Last week, in Atkins v. Virginia, the Supreme Court ruled 6-3 that the Eighth Amendment's prohibition on "cruel and unusual punishments" bars states from executing mentally retarded defendants. The decision overturned the Court's 1989 decision in Penry v. Lynaugh. There, the Justices had said that executing the mentally retarded is permissible.

Atkins was a rare Supreme Court victory for death penalty opponents, who have fared better recently in taking their case to governors and state legislatures. Accordingly, the decision has sparked intense interest, with observers asking the following key question: Why did Justices Sandra Day O'Connor and Anthony Kennedy, both of whom routinely uphold capital sentences, change sides and join Justice Stevens' majority opinion in Atkins?

The opinion itself gave a straightforward answer: Between 1989 and 2002, the majority said, a "national consensus" emerged holding that it is wrong to execute the mentally retarded. But is that really the case? Although there is a trend towards prohibition, twenty of the thirty-eight states that have a death penalty still permit execution of the mentally retarded. Thus, one might reasonably think this trend has not yet reached the point of national consensus.

With the "national consensus" rationale somewhat shaky, what factors might explain the decision? The leading suspect, buried in a footnote, is world opinion.

While the existence of a national consensus may be challenged, there does seem to be an international consensus that executing the mentally retarded is improper.

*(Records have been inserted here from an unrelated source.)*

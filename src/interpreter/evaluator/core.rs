use std::collections::HashMap;

use tracing::debug;

use crate::{
    ast::{Expr, OutputContent, Statement},
    error::RuntimeError,
    interpreter::value::Value,
};

/// Result type used by the evaluator.
///
/// All evaluation functions return either a value of type `T` or a
/// `RuntimeError` describing the failure. Runtime errors are recoverable:
/// they travel back to the caller and never terminate the process.
pub type EvalResult<T> = Result<T, RuntimeError>;

/// Stores the runtime evaluation context.
///
/// This struct holds the interpreter state for one run: the variable
/// environment and everything the program has written with `OUTPUT`. A
/// fresh `Context` is created per run; nothing is global or shared between
/// runs.
pub struct Context {
    /// Variable bindings, name to current value.
    pub environment: HashMap<String, Value>,
    /// Everything the program has emitted with `OUTPUT`, in order.
    pub outputs:     Vec<String>,
}

#[allow(clippy::new_without_default)]
impl Context {
    /// Creates a new evaluation context with an empty environment and no
    /// collected output.
    #[must_use]
    pub fn new() -> Self {
        Self { environment: HashMap::new(),
               outputs:     Vec::new(), }
    }

    /// Evaluates an expression and returns the resulting value.
    ///
    /// Evaluation is a post-order walk: operands are computed before their
    /// operator is applied. Literals keep the integer/real distinction they
    /// carried in the source.
    ///
    /// # Parameters
    /// - `expr`: Expression to evaluate.
    ///
    /// # Returns
    /// The computed [`Value`].
    ///
    /// # Errors
    /// Returns a [`RuntimeError`] for reads of unbound variables, division
    /// by zero, and integer overflow.
    pub fn eval(&self, expr: &Expr) -> EvalResult<Value> {
        match expr {
            Expr::Literal { value, .. } => Ok(value.into()),
            Expr::Variable { name, line } => {
                self.environment
                    .get(name)
                    .cloned()
                    .ok_or_else(|| RuntimeError::UnknownVariable { name: name.clone(),
                                                                   line: *line, })
            },
            Expr::UnaryOp { op, expr, line } => {
                let value = self.eval(expr)?;
                Self::eval_unary(*op, &value, *line)
            },
            Expr::BinaryOp { left, op, right, line } => {
                let left = self.eval(left)?;
                let right = self.eval(right)?;
                Self::eval_binary(*op, &left, &right, *line)
            },
        }
    }

    /// Executes a single statement.
    ///
    /// Statements produce no value; their effects are bindings in the
    /// environment and lines pushed onto [`Context::outputs`]. Compound
    /// blocks run their statements in order and stop at the first error.
    ///
    /// `IF`, `WHILE`, `GOTO` and `INPUT` parse but cannot be executed;
    /// reaching one is a recoverable
    /// [`RuntimeError::UnsupportedStatement`].
    ///
    /// # Parameters
    /// - `statement`: Statement to execute.
    ///
    /// # Errors
    /// Returns a [`RuntimeError`] from any evaluated expression, or
    /// [`RuntimeError::UnsupportedStatement`] for the recognized but
    /// non-executable statement forms.
    pub fn eval_statement(&mut self, statement: &Statement) -> EvalResult<()> {
        match statement {
            Statement::Compound { statements, .. } => {
                for statement in statements {
                    self.eval_statement(statement)?;
                }
                Ok(())
            },
            Statement::Assignment { name, value, line } => {
                let value = self.eval(value)?;
                debug!(line = *line, variable = %name, value = %value, "assignment");
                self.environment.insert(name.clone(), value);
                Ok(())
            },
            Statement::Output { content, .. } => {
                let text = match content {
                    OutputContent::Text(text) => text.clone(),
                    OutputContent::Expression(expr) => self.eval(expr)?.to_string(),
                };
                self.outputs.push(text);
                Ok(())
            },
            Statement::Label { .. } | Statement::NoOp => Ok(()),
            Statement::Input { line, .. } => Err(Self::unsupported("INPUT", *line)),
            Statement::If { line, .. } => Err(Self::unsupported("IF", *line)),
            Statement::While { line, .. } => Err(Self::unsupported("WHILE", *line)),
            Statement::Goto { line, .. } => Err(Self::unsupported("GOTO", *line)),
        }
    }

    fn unsupported(construct: &str, line: usize) -> RuntimeError {
        RuntimeError::UnsupportedStatement { construct: construct.to_string(),
                                             line }
    }
}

And the Justices--who increasingly see themselves as part of an international community of high court jurists--may not have wished to remain too far out of step with their friends overseas.

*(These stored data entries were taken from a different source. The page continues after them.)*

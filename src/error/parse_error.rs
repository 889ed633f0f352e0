use crate::error::LexError;

#[derive(Debug)]
/// Represents all errors that can occur during parsing.
pub enum ParseError {
    /// The lexer failed while the parser was pulling the next token.
    Lex(LexError),
    /// The current token's kind did not match the expected kind.
    UnexpectedToken {
        /// The kind the parser required at this point.
        expected: String,
        /// The token actually encountered.
        found:    String,
        /// The source line where the error occurred.
        line:     usize,
    },
    /// The token at a statement position starts no known statement form.
    InvalidStatement {
        /// The token actually encountered.
        found: String,
        /// The source line where the error occurred.
        line:  usize,
    },
    /// An expression was required but the current token cannot begin one.
    ExpectedExpression {
        /// The token actually encountered.
        found: String,
        /// The source line where the error occurred.
        line:  usize,
    },
    /// A condition is missing its comparison operator.
    ExpectedComparison {
        /// The token actually encountered.
        found: String,
        /// The source line where the error occurred.
        line:  usize,
    },
    /// An identifier was referenced before any statement introduced it.
    UndeclaredVariable {
        /// The name of the variable.
        name: String,
        /// The source line where the error occurred.
        line: usize,
    },
    /// The same label was declared twice.
    DuplicateLabel {
        /// The label name.
        name: String,
        /// The source line of the second declaration.
        line: usize,
    },
    /// A `GOTO` references a label never declared in the program.
    UndefinedLabel {
        /// The label name.
        name: String,
        /// The source line of the first reference.
        line: usize,
    },
    /// Found extra tokens after parsing should have completed.
    UnexpectedTrailingTokens {
        /// The extra/unexpected token.
        found: String,
        /// The source line where the error occurred.
        line:  usize,
    },
}

impl From<LexError> for ParseError {
    fn from(error: LexError) -> Self {
        Self::Lex(error)
    }
}

impl std::fmt::Display for ParseError {
    fn fmt(&self, f: &mut std::fmt::Formatter<'_>) -> std::fmt::Result {
        match self {
            Self::Lex(error) => write!(f, "{error}"),

            Self::UnexpectedToken { expected,
                                    found,
                                    line, } => {
                write!(f, "Error on line {line}: Expected {expected}, found {found}.")
            },

            Self::InvalidStatement { found, line } => {
                write!(f, "Error on line {line}: Invalid statement at {found}.")
            },

            Self::ExpectedExpression { found, line } => {
                write!(f, "Error on line {line}: Expected an expression, found {found}.")
            },

            Self::ExpectedComparison { found, line } => write!(f,
                                                               "Error on line {line}: Expected a comparison operator, found {found}."),

            Self::UndeclaredVariable { name, line } => write!(f,
                                                              "Error on line {line}: Variable '{name}' referenced before assignment."),

            Self::DuplicateLabel { name, line } => {
                write!(f, "Error on line {line}: Label '{name}' already exists.")
            },

            Self::UndefinedLabel { name, line } => {
                write!(f, "Error on line {line}: GOTO to undeclared label '{name}'.")
            },

            Self::UnexpectedTrailingTokens { found, line } => write!(f,
                                                                     "Error on line {line}: Extra tokens after expression. Check your input: {found}"),
        }
    }
}

impl std::error::Error for ParseError {}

Idiots versus Imbeciles: Justice Scalia's Proposed Historical Distinction

How should judges decide what punishments are "cruel and unusual?" At the very least, one might think that those punishments that the framers and ratifiers of the Eighth Amendment thought cruel and unusual in 1791 are barred.

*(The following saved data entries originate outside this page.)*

use crate::{
    ast::LiteralValue,
    error::RuntimeError,
    interpreter::evaluator::core::EvalResult,
    util::num::i64_to_f64_checked,
};

/// Represents a runtime value in the interpreter.
///
/// Only two kinds of value exist: 64-bit integers and double-precision
/// reals. The distinction a literal carries in the source survives through
/// evaluation; integers only become reals when an operation demands it.
#[derive(Debug, Clone, PartialEq)]
pub enum Value {
    /// A 64-bit signed integer.
    Integer(i64),
    /// A double-precision floating-point number.
    Real(f64),
}

impl From<i64> for Value {
    fn from(v: i64) -> Self {
        Self::Integer(v)
    }
}

impl From<f64> for Value {
    fn from(v: f64) -> Self {
        Self::Real(v)
    }
}

impl From<&LiteralValue> for Value {
    fn from(lit: &LiteralValue) -> Self {
        match lit {
            LiteralValue::Integer(i) => (*i).into(),
            LiteralValue::Real(r) => (*r).into(),
        }
    }
}

impl Value {
    /// Converts the value to an `f64`.
    ///
    /// For integers, conversion fails if the value is too large to be
    /// represented as `f64` exactly.
    ///
    /// # Parameters
    /// - `line`: Source code line number for error reporting.
    ///
    /// # Returns
    /// - `Ok(f64)`: If the value is real or a safe integer.
    /// - `Err(RuntimeError::LiteralTooLarge)`: If not representable.
    ///
    /// # Example
    /// ```
    /// use basil::interpreter::value::Value;
    ///
    /// let x = Value::Integer(10);
    /// let real = x.as_real(42).unwrap();
    ///
    /// assert_eq!(real, 10.0);
    /// ```
    pub fn as_real(&self, line: usize) -> EvalResult<f64> {
        match self {
            Self::Real(r) => Ok(*r),
            Self::Integer(n) => i64_to_f64_checked(*n, RuntimeError::LiteralTooLarge { line }),
        }
    }
}

impl std::fmt::Display for Value {
    fn fmt(&self, f: &mut std::fmt::Formatter<'_>) -> std::fmt::Result {
        match self {
            Self::Integer(n) => write!(f, "{n}"),
            Self::Real(r) => write!(f, "{r}"),
        }
    }
}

In his dissent in Atkins, Justice Scalia, writing for himself, Chief Justice Rehnquist and Justice Thomas, suggested that under the historical approach, one should distinguish between idiots and imbeciles.

An "idiot," as the term was used in the Eighteenth Century, was a person who would now be classified as so severely retarded that he would be unable to form the mental state necessary for a criminal conviction. That is, he would never have the mens rea (guilty mind) the statute defining the crime required - whatever it might be. Such a person could not be executed in the Eighteenth Century or now, simply because he could not even be convicted of a crime.

Furthermore, even if an idiot managed to form the requisite intention, he would escape capital punishment under the precursor to the modern insanity defense. By virtue of his mental defect, the idiot could not tell right from wrong.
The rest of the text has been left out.